The loss of funding from those three alone comes to almost $2 million.
The board wants to help offset those losses by instituting an open-enrollment program.
Rubesich opened the discussion stating that none of the board members were pleased with establishing the proposed open-enrollment plan, but that they had a responsibility to the pupils to find alternative ways to generate funds.
The board then put together a draft to keep the proposed plan on its terms.
Priority basis
The board proposed that pupils will be accepted to the school district on a priority basis as follows:
USiblings of pupils already enrolled under the open-enrollment program starting in the second year of the sibling's open enrollment.
UPupils who have parents employed by the Howland schools.
UPupils who have grandparents or relatives residing in the Howland school district.
UPupils with the earliest completed application.

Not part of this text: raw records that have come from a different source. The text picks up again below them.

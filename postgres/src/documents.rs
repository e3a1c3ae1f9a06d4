use serde_json::{Map, Value};
use sqlx::types::Json;
use sqlx::{FromRow, PgPool, Postgres, QueryBuilder};
use thiserror::Error;
use tracing::debug;

/// One stored document.
#[derive(Debug, Clone, FromRow)]
pub struct DocumentRow {
    pub id: String,
    pub data: Json<Map<String, Value>>,
}

/// Filtered, cursor-paginated read over one collection, ordered by document id.
#[derive(Debug, Clone, Copy)]
pub struct DocumentQuery<'a> {
    pub collection: &'a str,
    /// Top-level fields that must equal the given JSON values.
    pub filters: &'a [(String, Value)],
    /// Only documents with an id strictly greater than this one are returned.
    pub start_after: Option<&'a str>,
    pub limit: Option<i64>,
}

/// A single write applied inside a batch transaction.
#[derive(Debug, Clone, Copy)]
pub enum DocumentWrite<'a> {
    /// Creates the document; when it exists, replaces it or merges top-level fields into it.
    Set {
        collection: &'a str,
        id: &'a str,
        data: &'a Map<String, Value>,
        merge: bool,
    },
    /// Merges top-level fields into an existing document.
    Update {
        collection: &'a str,
        id: &'a str,
        fields: &'a Map<String, Value>,
    },
}

/// Errors raised while applying a batch of writes.
#[derive(Debug, Error)]
pub enum DocumentWriteError {
    #[error(transparent)]
    Database(#[from] sqlx::Error),

    #[error("document `{collection}/{id}` does not exist")]
    MissingDocument { collection: String, id: String },
}

/// Returns the document stored under `collection/id`, if any.
pub async fn get_document(
    pool: &PgPool,
    collection: &str,
    id: &str,
) -> sqlx::Result<Option<Map<String, Value>>> {
    let data: Option<Json<Map<String, Value>>> = sqlx::query_scalar(
        r#"
        select data from documents
        where collection = $1 and id = $2
        "#,
    )
    .bind(collection)
    .bind(id)
    .fetch_optional(pool)
    .await?;

    Ok(data.map(|Json(data)| data))
}

/// Returns the documents of `collection` whose id is in `ids`, in no particular order.
///
/// Ids without a stored document are absent from the result.
pub async fn get_documents(
    pool: &PgPool,
    collection: &str,
    ids: &[String],
) -> sqlx::Result<Vec<DocumentRow>> {
    sqlx::query_as::<_, DocumentRow>(
        r#"
        select id, data from documents
        where collection = $1 and id = any($2)
        "#,
    )
    .bind(collection)
    .bind(ids)
    .fetch_all(pool)
    .await
}

/// Runs a [`DocumentQuery`].
pub async fn query_documents(
    pool: &PgPool,
    query: DocumentQuery<'_>,
) -> sqlx::Result<Vec<DocumentRow>> {
    let mut builder: QueryBuilder<'_, Postgres> =
        QueryBuilder::new("select id, data from documents where collection = ");
    builder.push_bind(query.collection);

    for (field, value) in query.filters {
        builder.push(" and data -> ");
        builder.push_bind(field.as_str());
        builder.push(" = ");
        builder.push_bind(Json(value));
    }

    if let Some(start_after) = query.start_after {
        builder.push(" and id > ");
        builder.push_bind(start_after);
    }

    builder.push(" order by id");

    if let Some(limit) = query.limit {
        builder.push(" limit ");
        builder.push_bind(limit);
    }

    builder.build_query_as::<DocumentRow>().fetch_all(pool).await
}

/// Applies `writes` atomically: either every write lands or none does.
pub async fn apply_document_writes(
    pool: &PgPool,
    writes: &[DocumentWrite<'_>],
) -> Result<(), DocumentWriteError> {
    let mut tx = pool.begin().await?;

    for write in writes {
        match *write {
            DocumentWrite::Set {
                collection,
                id,
                data,
                merge: false,
            } => {
                sqlx::query(
                    r#"
                    insert into documents (collection, id, data, updated_at)
                    values ($1, $2, $3, now())
                    on conflict (collection, id)
                    do update set data = excluded.data, updated_at = now()
                    "#,
                )
                .bind(collection)
                .bind(id)
                .bind(Json(data))
                .execute(&mut *tx)
                .await?;
            }
            DocumentWrite::Set {
                collection,
                id,
                data,
                merge: true,
            } => {
                sqlx::query(
                    r#"
                    insert into documents (collection, id, data, updated_at)
                    values ($1, $2, $3, now())
                    on conflict (collection, id)
                    do update set data = documents.data || excluded.data, updated_at = now()
                    "#,
                )
                .bind(collection)
                .bind(id)
                .bind(Json(data))
                .execute(&mut *tx)
                .await?;
            }
            DocumentWrite::Update {
                collection,
                id,
                fields,
            } => {
                let result = sqlx::query(
                    r#"
                    update documents
                    set data = data || $3, updated_at = now()
                    where collection = $1 and id = $2
                    "#,
                )
                .bind(collection)
                .bind(id)
                .bind(Json(fields))
                .execute(&mut *tx)
                .await?;

                if result.rows_affected() == 0 {
                    // Dropping `tx` rolls back the writes applied so far.
                    return Err(DocumentWriteError::MissingDocument {
                        collection: collection.to_string(),
                        id: id.to_string(),
                    });
                }
            }
        }
    }

    tx.commit().await?;
    debug!(writes = writes.len(), "document batch committed");

    Ok(())
}
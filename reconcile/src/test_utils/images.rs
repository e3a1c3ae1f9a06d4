use std::collections::HashSet;
use std::sync::Arc;

use tokio::sync::Mutex;

use crate::bail;
use crate::error::{ErrorKind, SyncResult};
use crate::images::{ImageProcessor, ImageRequest, StoredImages};

/// Image processor that records requests and stores every image under `images/{code}.jpg`.
#[derive(Debug, Clone, Default)]
pub struct RecordingImages {
    failing_codes: Arc<HashSet<String>>,
    requests: Arc<Mutex<Vec<ImageRequest>>>,
}

impl RecordingImages {
    pub fn new() -> Self {
        Self::default()
    }

    /// Makes requests for the given canonical codes fail.
    pub fn failing_on<I, T>(codes: I) -> Self
    where
        I: IntoIterator<Item = T>,
        T: Into<String>,
    {
        Self {
            failing_codes: Arc::new(codes.into_iter().map(Into::into).collect()),
            requests: Arc::default(),
        }
    }

    pub async fn requests(&self) -> Vec<ImageRequest> {
        self.requests.lock().await.clone()
    }
}

impl ImageProcessor for RecordingImages {
    async fn process_and_store(&self, request: &ImageRequest) -> SyncResult<StoredImages> {
        self.requests.lock().await.push(request.clone());

        if self.failing_codes.contains(&request.code) {
            bail!(
                ErrorKind::ImageProcessingFailed,
                "Image processing failed",
                format!("Injected failure for code {}", request.code)
            );
        }

        Ok(StoredImages {
            image_url: Some(format!("images/{}.jpg", request.code)),
            thumbnail_url: Some(format!("thumbnails/{}.jpg", request.code)),
        })
    }
}
use chrono::{DateTime, SecondsFormat, Utc};
use config::shared::MergeConfig;
use serde_json::Value;
use tracing::trace;

use crate::bail;
use crate::error::{ErrorKind, SyncResult};
use crate::matching::{IdentifierMatcher, normalize_code};
use crate::merge::categories::canonical_categories;
use crate::merge::identifiers::{extension_codes, merge_identifiers};
use crate::merge::policy::{DEFAULT_FIELD_RULES, FieldRule, FieldUpdates, MergePolicy, differs, should_fill};
use crate::types::vocabulary::{element_names, numeric_value, rarity_name};
use crate::types::{
    CODE_FIELD, CODES_FIELD, CanonicalRecord, IDENTIFIER_FIELDS, IMAGE_URL_FIELD, LocalRecord,
    PRIMARY_CODE_FIELD, is_empty_value,
};

/// Computes the minimal field updates bringing a local record in line with its canonical
/// record.
///
/// Every field is handled by the [`MergePolicy`] of its row in the merge table, through one
/// generic loop. Records flagged as non-entity only get their identifier fields cleared.
#[derive(Debug, Clone)]
pub struct FieldMergeResolver {
    rules: Vec<FieldRule>,
    matcher: IdentifierMatcher,
    protected_keywords: Vec<String>,
    extension_prefixes: Vec<String>,
    primary_categories: Vec<String>,
}

impl FieldMergeResolver {
    /// Creates a resolver using the default merge table.
    ///
    /// `matcher` provides the identifier notation: code splitting and promo detection.
    pub fn new(matcher: IdentifierMatcher, config: &MergeConfig) -> Self {
        Self {
            rules: DEFAULT_FIELD_RULES.to_vec(),
            matcher,
            protected_keywords: config
                .protected_keywords
                .iter()
                .map(|keyword| keyword.trim().to_lowercase())
                .filter(|keyword| !keyword.is_empty())
                .collect(),
            extension_prefixes: config.extension_prefixes.clone(),
            primary_categories: config.primary_categories.clone(),
        }
    }

    /// Replaces the merge table.
    ///
    /// Value policies only apply to fields the canonical record provides, and the identifier
    /// policy only to the `code` field. Any other row is rejected.
    pub fn with_rules(mut self, rules: Vec<FieldRule>) -> SyncResult<Self> {
        for rule in &rules {
            let supported = match rule.policy {
                MergePolicy::FillIfEmpty
                | MergePolicy::AlwaysOverwrite
                | MergePolicy::ProtectedName => CANONICAL_FIELDS.contains(&rule.field),
                MergePolicy::CategoricalComposite => true,
                MergePolicy::IdentifierSet => rule.field == CODE_FIELD,
            };
            if !supported {
                bail!(
                    ErrorKind::ConfigError,
                    "Merge rule is not supported",
                    format!(
                        "The policy {:?} cannot be applied to the field '{}'",
                        rule.policy, rule.field
                    )
                );
            }
        }

        self.rules = rules;
        Ok(self)
    }

    pub fn rules(&self) -> &[FieldRule] {
        &self.rules
    }

    /// Returns the extension codes `local` carries on top of the codes of `canonical`.
    pub fn local_extensions(&self, local: &LocalRecord, canonical: &CanonicalRecord) -> Vec<String> {
        extension_codes(
            &self.matcher.raw_local_codes(local),
            &self.matcher.canonical_codes(canonical),
            &self.extension_prefixes,
        )
    }

    /// Computes the updates for `local`, stamped with the current time.
    pub fn resolve(&self, local: &LocalRecord, canonical: &CanonicalRecord) -> FieldUpdates {
        self.resolve_at(local, canonical, Utc::now())
    }

    /// Computes the updates for `local`, stamped with `now`.
    pub fn resolve_at(
        &self,
        local: &LocalRecord,
        canonical: &CanonicalRecord,
        now: DateTime<Utc>,
    ) -> FieldUpdates {
        if local.is_non_entity() {
            return self.clear_non_entity_at(local, now);
        }

        let mut updates = FieldUpdates::new(timestamp(now));

        for rule in &self.rules {
            match rule.policy {
                MergePolicy::FillIfEmpty => {
                    if let Some(value) = canonical_value(rule.field, canonical) {
                        if should_fill(local.field(rule.field), &value) {
                            updates.insert(rule.field, value);
                        }
                    }
                }
                MergePolicy::AlwaysOverwrite => {
                    if let Some(value) = canonical_value(rule.field, canonical) {
                        if !is_empty_value(Some(&value)) && differs(local.field(rule.field), &value)
                        {
                            updates.insert(rule.field, value);
                        }
                    }
                }
                MergePolicy::ProtectedName => self.resolve_name(rule.field, local, canonical, &mut updates),
                MergePolicy::CategoricalComposite => {
                    let categories = canonical_categories(canonical, &self.primary_categories);
                    if !categories.is_empty() {
                        let value = Value::from(categories);
                        if differs(local.field(rule.field), &value) {
                            updates.insert(rule.field, value);
                        }
                    }
                }
                MergePolicy::IdentifierSet => self.resolve_identifiers(local, canonical, &mut updates),
            }
        }

        trace!(record_id = %local.id, fields = updates.len(), "record resolved");

        updates
    }

    /// Clears every identifier field of a non-entity record that is not already null.
    pub fn clear_non_entity(&self, local: &LocalRecord) -> FieldUpdates {
        self.clear_non_entity_at(local, Utc::now())
    }

    fn clear_non_entity_at(&self, local: &LocalRecord, now: DateTime<Utc>) -> FieldUpdates {
        let mut updates = FieldUpdates::new(timestamp(now));
        for field in IDENTIFIER_FIELDS {
            if matches!(local.field(field), Some(value) if !value.is_null()) {
                updates.insert(field, Value::Null);
            }
        }

        updates
    }

    /// Whether images should be requested for `local`.
    pub fn needs_images(&self, local: &LocalRecord, canonical: &CanonicalRecord) -> bool {
        !local.is_non_entity()
            && is_empty_value(local.field(IMAGE_URL_FIELD))
            && canonical.images.iter().any(|image| !image.trim().is_empty())
    }

    fn resolve_name(
        &self,
        field: &str,
        local: &LocalRecord,
        canonical: &CanonicalRecord,
        updates: &mut FieldUpdates,
    ) {
        let Some(value) = canonical_value(field, canonical) else {
            return;
        };

        let curated = local.str_field(field).is_some_and(|name| {
            let name = name.to_lowercase();
            self.protected_keywords
                .iter()
                .any(|keyword| name.contains(keyword.as_str()))
        });
        if curated || self.matcher.is_promo_coded(local) {
            return;
        }

        if differs(local.field(field), &value) {
            updates.insert(field, value);
        }
    }

    /// Promo-coded records keep their identifiers, which follow the promo notation.
    ///
    /// When the merged code set equals the codes the record already holds, only identifier
    /// fields the record carries are corrected. Absent fields are left absent.
    fn resolve_identifiers(
        &self,
        local: &LocalRecord,
        canonical: &CanonicalRecord,
        updates: &mut FieldUpdates,
    ) {
        if self.matcher.is_promo_coded(local) {
            return;
        }

        let canonical_codes = self.matcher.canonical_codes(canonical);
        let extensions = self.local_extensions(local, canonical);
        let Some(merged) = merge_identifiers(&canonical_codes, &extensions, &self.extension_prefixes)
        else {
            return;
        };

        let codes_changed =
            normalized_codes(&self.matcher.raw_local_codes(local)) != normalized_codes(&merged.codes);
        let candidates = [
            (CODE_FIELD, Value::from(merged.code)),
            (CODES_FIELD, Value::from(merged.codes)),
            (PRIMARY_CODE_FIELD, Value::from(merged.primary_code)),
        ];
        for (field, value) in candidates {
            let carried = matches!(local.field(field), Some(current) if !current.is_null());
            if (codes_changed || carried) && differs(local.field(field), &value) {
                updates.insert(field, value);
            }
        }
    }
}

The funding for each new pupil will come from the school district where the open-enrollment pupil resides. The cost for open enrollment is $5,000 for the school district losing one of its pupils. For example, if a Warren G. Harding pupil were to enroll in the Howland district, Warren schools would have $5,000 taken out of its funding, and that money would go directly to the Howland district.
Limiting class size
Open enrollment will be permitted in all grades. For grades one and two, classes will not exceed 21 pupils; for grades three through five, individual classes will not exceed 23 pupils; and for grades six through 12, no transfers will occur when the pupil population reaches 275 pupils per grade level.
The board would tentatively approve no more than 100 new spaces for open-enrollment applicants for the entire school district, but it assumes the numbers will be much lower than that.
The board will have a final vote on the proposed open-enrollment policy later this spring.